◆ **Problem statement**: I would like the listing below retyped exactly, line by line.

◆ **Data provided**:

#![no_main]

use libfuzzer_sys::fuzz_target;

fuzz_target!(|data: &[u8]| {
    if let Ok(serde_json::Value::Object(tree)) = serde_json::from_slice(data) {
        let _ = jsonfold::artifact::render_key_export(&tree, "i18nKeys", true);
        let _ = jsonfold::artifact::render_key_export(&tree, "i18nKeys", false);
        if let Ok(json) = jsonfold::artifact::render_json(&tree) {
            let _ = jsonfold::artifact::render_ts_interface(&json, "Messages");
        }
    }
});
//! Test fixtures - reusable JSON sources for integration tests.

/// English greeting fragment
pub const EN_COMMON: &str = r#"{"hello": "Hello", "nav": {"home": "Home"}}"#;

/// English fragment overlapping `EN_COMMON` under `nav`
pub const EN_NAV_EXTRA: &str = r#"{"nav": {"about": "About"}}"#;

/// French greeting fragment
pub const FR_COMMON: &str = r#"{"hello": "Bonjour", "nav": {"home": "Accueil"}}"#;

/// Fragment with a non-string leaf (breaks key export only)
pub const WITH_COUNT: &str = r#"{"count": 3}"#;

/// Not JSON at all
pub const BROKEN: &str = "{ not json";
//! Filesystem watching for merge groups
//!
//! - `event`: which notifications count as a change
//! - `recursive`: registers a root and all of its subdirectories
//! - `debounce`: collapses bursts of changes into one rebuild

mod debounce;
mod event;
mod recursive;

pub use debounce::Debouncer;
pub use event::{Change, ChangeKind};
pub use recursive::{watch_one, watch_tree};
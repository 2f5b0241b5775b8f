//! Artifact generation: merged JSON, TypeScript stub, key export

use std::path::PathBuf;
use std::sync::OnceLock;

use regex::Regex;
use serde_json::Value;
use tracing::{error, info, warn};

use crate::config::GroupSpec;
use crate::error::FoldResult;
use crate::fs::write_output;
use crate::merge::Tree;

use super::keys::flatten_keys;

/// Files written by one generation pass
#[derive(Debug, Clone, Default, PartialEq, Eq)]
pub struct ArtifactReport {
    /// Paths written successfully
    pub written: Vec<PathBuf>,
    /// Outputs that failed to render or write
    pub errors: Vec<String>,
    /// Outputs skipped because of incomplete settings
    pub warnings: Vec<String>,
}

impl ArtifactReport {
    /// Check if every output that could be written was written.
    ///
    /// Warnings do not count as failures.
    pub fn is_success(&self) -> bool {
        self.errors.is_empty()
    }
}

/// Serialize a tree as pretty JSON: two-space indent, sorted keys, no HTML
/// escaping, trailing newline.
pub fn render_json(tree: &Tree) -> FoldResult<String> {
    let mut text = serde_json::to_string_pretty(tree).map_err(std::io::Error::from)?;
    text.push('\n');
    Ok(text)
}

/// Derive a TypeScript interface stub from serialized JSON.
///
/// This is textual: every `: "..."` run up to the end of its line becomes
/// `: string`, wherever it occurs. Nested objects keep their JSON shape.
pub fn render_ts_interface(json_text: &str, interface_name: &str) -> String {
    static STRING_VALUE: OnceLock<Regex> = OnceLock::new();
    let re = STRING_VALUE.get_or_init(|| Regex::new(r#": ".*""#).expect("valid regex"));
    let body = re.replace_all(json_text, ": string");
    format!("export interface {interface_name} {body}")
}

/// Render the key export module: `export const <name> = <json>`.
///
/// With `flatten`, the value is the flat path table; otherwise it is the
/// tree with every string leaf replaced by its own path.
pub fn render_key_export(tree: &Tree, name: &str, flatten: bool) -> FoldResult<String> {
    let mut rewritten = tree.clone();
    let table = flatten_keys(&mut rewritten)?;

    let value = if flatten {
        serde_json::to_string(&table)
    } else {
        serde_json::to_string(&Value::Object(rewritten))
    }
    .map_err(std::io::Error::from)?;

    Ok(format!("export const {name} = {value}"))
}

/// Write every artifact configured for `spec`.
///
/// Each output is independent: a failure in one is recorded and logged and
/// does not stop the others.
pub fn write_artifacts(spec: &GroupSpec, tree: &Tree) -> ArtifactReport {
    let mut report = ArtifactReport::default();
    let group = spec.display_name();

    let json_text = match render_json(tree) {
        Ok(text) => text,
        Err(e) => {
            error!(group = %group, error = %e, "failed to serialize merged tree");
            report.errors.push(e.to_string());
            return report;
        }
    };
    record(&mut report, &group, &spec.output, write_output(&spec.output, json_text.as_bytes()));

    match (spec.ts_output(), spec.ts_name()) {
        (Some(path), Some(name)) => {
            let stub = render_ts_interface(&json_text, name);
            record(&mut report, &group, path, write_output(path, stub.as_bytes()));
        }
        (None, None) => {}
        _ => {
            warn!(group = %group, "ts interface output or name not set, skipping stub");
            report
                .warnings
                .push("ts interface output or name not set".to_string());
        }
    }

    if let Some(path) = spec.key_export_output() {
        match render_key_export(tree, spec.key_export_name(), spec.key_flatten) {
            Ok(text) => record(&mut report, &group, path, write_output(path, text.as_bytes())),
            Err(e) => {
                error!(group = %group, error = %e, "key export aborted");
                report.errors.push(e.to_string());
            }
        }
    }

    report
}

fn record(report: &mut ArtifactReport, group: &str, path: &std::path::Path, result: FoldResult<()>) {
    match result {
        Ok(()) => {
            info!(group = %group, path = %path.display(), "wrote");
            report.written.push(path.to_path_buf());
        }
        Err(e) => {
            error!(group = %group, path = %path.display(), error = %e, "write failed");
            report.errors.push(format!("{}: {}", path.display(), e));
        }
    }
}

◆ **Finished exercise**:
#![no_main]

use libfuzzer_sys::fuzz_target;

fuzz_target!(|data: &[u8]| {
    if let Ok(serde_json::Value::Object(tree)) = serde_json::from_slice(data) {
        let _ = jsonfold::artifact::render_key_export(&tree, "i18nKeys", true);
        let _ = jsonfold::artifact::render_key_export(&tree, "i18nKeys", false);
        if let Ok(json) = jsonfold::artifact::render_json(&tree) {
            let _ = jsonfold::artifact::render_ts_interface(&json, "Messages");
        }
    }
});
//! Test fixtures - reusable JSON sources for integration tests.

/// English greeting fragment
pub const EN_COMMON: &str = r#"{"hello": "Hello", "nav": {"home": "Home"}}"#;

/// English fragment overlapping `EN_COMMON` under `nav`
pub const EN_NAV_EXTRA: &str = r#"{"nav": {"about": "About"}}"#;

/// French greeting fragment
pub const FR_COMMON: &str = r#"{"hello": "Bonjour", "nav": {"home": "Accueil"}}"#;

/// Fragment with a non-string leaf (breaks key export only)
pub const WITH_COUNT: &str = r#"{"count": 3}"#;

/// Not JSON at all
pub const BROKEN: &str = "{ not json";
//! Filesystem watching for merge groups
//!
//! - `event`: which notifications count as a change
//! - `recursive`: registers a root and all of its subdirectories
//! - `debounce`: collapses bursts of changes into one rebuild

mod debounce;
mod event;
mod recursive;

pub use debounce::Debouncer;
pub use event::{Change, ChangeKind};
pub use recursive::{watch_one, watch_tree};
repository 2f5b0241b5775b8f
//! Artifact generation: merged JSON, TypeScript stub, key export

use std::path::PathBuf;
use std::sync::OnceLock;

use regex::Regex;
use serde_json::Value;
use tracing::{error, info, warn};

use crate::config::GroupSpec;
use crate::error::FoldResult;
use crate::fs::write_output;
use crate::merge::Tree;

use super::keys::flatten_keys;

/// Files written by one generation pass
#[derive(Debug, Clone, Default, PartialEq, Eq)]
pub struct ArtifactReport {
    /// Paths written successfully
    pub written: Vec<PathBuf>,
    /// Outputs that failed to render or write
    pub errors: Vec<String>,
    /// Outputs skipped because of incomplete settings
    pub warnings: Vec<String>,
}

impl ArtifactReport {
    /// Check if every output that could be written was written.
    ///
    /// Warnings do not count as failures.
    pub fn is_success(&self) -> bool {
        self.errors.is_empty()
    }
}

/// Serialize a tree as pretty JSON: two-space indent, sorted keys, no HTML
/// escaping, trailing newline.
pub fn render_json(tree: &Tree) -> FoldResult<String> {
    let mut text = serde_json::to_string_pretty(tree).map_err(std::io::Error::from)?;
    text.push('\n');
    Ok(text)
}

/// Derive a TypeScript interface stub from serialized JSON.
///
/// This is textual: every `: "..."` run up to the end of its line becomes
/// `: string`, wherever it occurs. Nested objects keep their JSON shape.
pub fn render_ts_interface(json_text: &str, interface_name: &str) -> String {
    static STRING_VALUE: OnceLock<Regex> = OnceLock::new();
    let re = STRING_VALUE.get_or_init(|| Regex::new(r#": ".*""#).expect("valid regex"));
    let body = re.replace_all(json_text, ": string");
    format!("export interface {interface_name} {body}")
}

/// Render the key export module: `export const <name> = <json>`.
///
/// With `flatten`, the value is the flat path table; otherwise it is the
/// tree with every string leaf replaced by its own path.
pub fn render_key_export(tree: &Tree, name: &str, flatten: bool) -> FoldResult<String> {
    let mut rewritten = tree.clone();
    let table = flatten_keys(&mut rewritten)?;

    let value = if flatten {
        serde_json::to_string(&table)
    } else {
        serde_json::to_string(&Value::Object(rewritten))
    }
    .map_err(std::io::Error::from)?;

    Ok(format!("export const {name} = {value}"))
}

/// Write every artifact configured for `spec`.
///
/// Each output is independent: a failure in one is recorded and logged and
/// does not stop the others.
pub fn write_artifacts(spec: &GroupSpec, tree: &Tree) -> ArtifactReport {
    let mut report = ArtifactReport::default();
    let group = spec.display_name();

    let json_text = match render_json(tree) {
        Ok(text) => text,
        Err(e) => {
            error!(group = %group, error = %e, "failed to serialize merged tree");
            report.errors.push(e.to_string());
            return report;
        }
    };
    record(&mut report, &group, &spec.output, write_output(&spec.output, json_text.as_bytes()));

    match (spec.ts_output(), spec.ts_name()) {
        (Some(path), Some(name)) => {
            let stub = render_ts_interface(&json_text, name);
            record(&mut report, &group, path, write_output(path, stub.as_bytes()));
        }
        (None, None) => {}
        _ => {
            warn!(group = %group, "ts interface output or name not set, skipping stub");
            report
                .warnings
                .push("ts interface output or name not set".to_string());
        }
    }

    if let Some(path) = spec.key_export_output() {
        match render_key_export(tree, spec.key_export_name(), spec.key_flatten) {
            Ok(text) => record(&mut report, &group, path, write_output(path, text.as_bytes())),
            Err(e) => {
                error!(group = %group, error = %e, "key export aborted");
                report.errors.push(e.to_string());
            }
        }
    }

    report
}

fn record(report: &mut ArtifactReport, group: &str, path: &std::path::Path, result: FoldResult<()>) {
    match result {
        Ok(()) => {
            info!(group = %group, path = %path.display(), "wrote");
            report.written.push(path.to_path_buf());
        }
        Err(e) => {
            error!(group = %group, path = %path.display(), error = %e, "write failed");
            report.errors.push(format!("{}: {}", path.display(), e));
        }
    }
}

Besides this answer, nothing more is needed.